Your task:
What is needed is an exact copy of the data that follows.

[Records excerpted from a collection]
[Start of section]

// SPDX-License-Identifier: GPL-3.0-only
// Copyright (C) 2025 Brian Hetro <whee@smaertness.net>

//! Line classification for Signal text exports.
//!
//! Each input line is exactly one of: metadata to drop, a sender line (with
//! its trailing phone number removed), an attachment reference, a blank
//! line, or ordinary text. Lines are handled as bytes because exports are
//! not guaranteed to be valid UTF-8.

use crate::parser::ATTACHMENT_PREFIX;

/// Metadata prefixes whose lines are dropped. Case-insensitive.
pub const SUPPRESSED_PREFIXES: &[&str] = &["Type:", "Received:"];

/// Prefix of the sender line. Case-insensitive.
pub const SENDER_PREFIX: &str = "From:";

/// What a single line of the export represents.
#[derive(Debug, Clone, Copy, PartialEq, Eq)]
pub enum LineKind<'a> {
    /// Metadata that produces no output.
    Suppressed,
    /// A sender line, already redacted.
    Sender(&'a [u8]),
    /// An attachment reference, to be parsed and resolved.
    Attachment(&'a [u8]),
    /// An empty line.
    Blank,
    /// Any other message text.
    Text(&'a [u8]),
}

/// Strips trailing whitespace, including the line terminator.
///
/// Whitespace is the C locale set: ASCII whitespace plus vertical tab.
#[must_use]
pub fn trim_line(raw: &[u8]) -> &[u8] {
    let end = raw
        .iter()
        .rposition(|&b| !is_space(b))
        .map_or(0, |last| last + 1);
    &raw[..end]
}

const fn is_space(b: u8) -> bool {
    b.is_ascii_whitespace() || b == 0x0B
}

/// Classifies a line that has already been passed through [`trim_line`].
///
/// # Example
///
/// ```
/// use txt2tex::classifier::{classify, LineKind};
///
/// assert_eq!(classify(b"type: outgoing"), LineKind::Suppressed);
/// assert_eq!(classify(b"From: Bob (555-0100)"), LineKind::Sender(b"From: Bob"));
/// assert_eq!(classify(b""), LineKind::Blank);
/// ```
#[must_use]
pub fn classify(line: &[u8]) -> LineKind<'_> {
    if SUPPRESSED_PREFIXES
        .iter()
        .any(|prefix| starts_with_ignore_case(line, prefix))
    {
        return LineKind::Suppressed;
    }
    if starts_with_ignore_case(line, SENDER_PREFIX) {
        return LineKind::Sender(redact_sender(line));
    }
    if line.starts_with(ATTACHMENT_PREFIX.as_bytes()) {
        return LineKind::Attachment(line);
    }
    if line.is_empty() {
        LineKind::Blank
    } else {
        LineKind::Text(line)
    }
}

/// Removes the parenthetical after the sender's name.
///
/// Everything from the first `(` after the first `:` is dropped and trailing
/// whitespace trimmed, so `From: Jane Doe (+15551234567)` becomes
/// `From: Jane Doe`.
#[must_use]
pub fn redact_sender(line: &[u8]) -> &[u8] {
    let Some(colon) = line.iter().position(|&b| b == b':') else {
        return line;
    };
    match line[colon..].iter().position(|&b| b == b'(') {
        Some(paren) => trim_line(&line[..colon + paren]),
        None => line,
    }
}

fn starts_with_ignore_case(line: &[u8], prefix: &str) -> bool {
    line.get(..prefix.len())
        .is_some_and(|head| head.eq_ignore_ascii_case(prefix.as_bytes()))
}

[End of section]

Solution for this problem:
// SPDX-License-Identifier: GPL-3.0-only
// Copyright (C) 2025 Brian Hetro <whee@smaertness.net>

//! Line classification for Signal text exports.
//!
//! Each input line is exactly one of: metadata to drop, a sender line (with
//! its trailing phone number removed), an attachment reference, a blank
//! line, or ordinary text. Lines are handled as bytes because exports are
//! not guaranteed to be valid UTF-8.

use crate::parser::ATTACHMENT_PREFIX;

/// Metadata prefixes whose lines are dropped. Case-insensitive.
pub const SUPPRESSED_PREFIXES: &[&str] = &["Type:", "Received:"];

/// Prefix of the sender line. Case-insensitive.
pub const SENDER_PREFIX: &str = "From:";

/// What a single line of the export represents.
#[derive(Debug, Clone, Copy, PartialEq, Eq)]
pub enum LineKind<'a> {
    /// Metadata that produces no output.
    Suppressed,
    /// A sender line, already redacted.
    Sender(&'a [u8]),
    /// An attachment reference, to be parsed and resolved.
    Attachment(&'a [u8]),
    /// An empty line.
    Blank,
    /// Any other message text.
    Text(&'a [u8]),
}

/// Strips trailing whitespace, including the line terminator.
///
/// Whitespace is the C locale set: ASCII whitespace plus vertical tab.
#[must_use]
pub fn trim_line(raw: &[u8]) -> &[u8] {
    let end = raw
        .iter()
        .rposition(|&b| !is_space(b))
        .map_or(0, |last| last + 1);
    &raw[..end]
}

const fn is_space(b: u8) -> bool {
    b.is_ascii_whitespace() || b == 0x0B
}

/// Classifies a line that has already been passed through [`trim_line`].
///
/// # Example
///
/// ```
/// use txt2tex::classifier::{classify, LineKind};
///
/// assert_eq!(classify(b"type: outgoing"), LineKind::Suppressed);
/// assert_eq!(classify(b"From: Bob (555-0100)"), LineKind::Sender(b"From: Bob"));
/// assert_eq!(classify(b""), LineKind::Blank);
/// ```
#[must_use]
pub fn classify(line: &[u8]) -> LineKind<'_> {
    if SUPPRESSED_PREFIXES
        .iter()
        .any(|prefix| starts_with_ignore_case(line, prefix))
    {
        return LineKind::Suppressed;
    }
    if starts_with_ignore_case(line, SENDER_PREFIX) {
        return LineKind::Sender(redact_sender(line));
    }
    if line.starts_with(ATTACHMENT_PREFIX.as_bytes()) {
        return LineKind::Attachment(line);
    }
    if line.is_empty() {
        LineKind::Blank
    } else {
        LineKind::Text(line)
    }
}

/// Removes the parenthetical after the sender's name.
///
/// Everything from the first `(` after the first `:` is dropped and trailing
/// whitespace trimmed, so `From: Jane Doe (+15551234567)` becomes
/// `From: Jane Doe`.
#[must_use]
pub fn redact_sender(line: &[u8]) -> &[u8] {
    let Some(colon) = line.iter().position(|&b| b == b':') else {
        return line;
    };
    match line[colon..].iter().position(|&b| b == b'(') {
        Some(paren) => trim_line(&line[..colon + paren]),
        None => line,
    }
}

fn starts_with_ignore_case(line: &[u8], prefix: &str) -> bool {
    line.get(..prefix.len())
        .is_some_and(|head| head.eq_ignore_ascii_case(prefix.as_bytes()))
}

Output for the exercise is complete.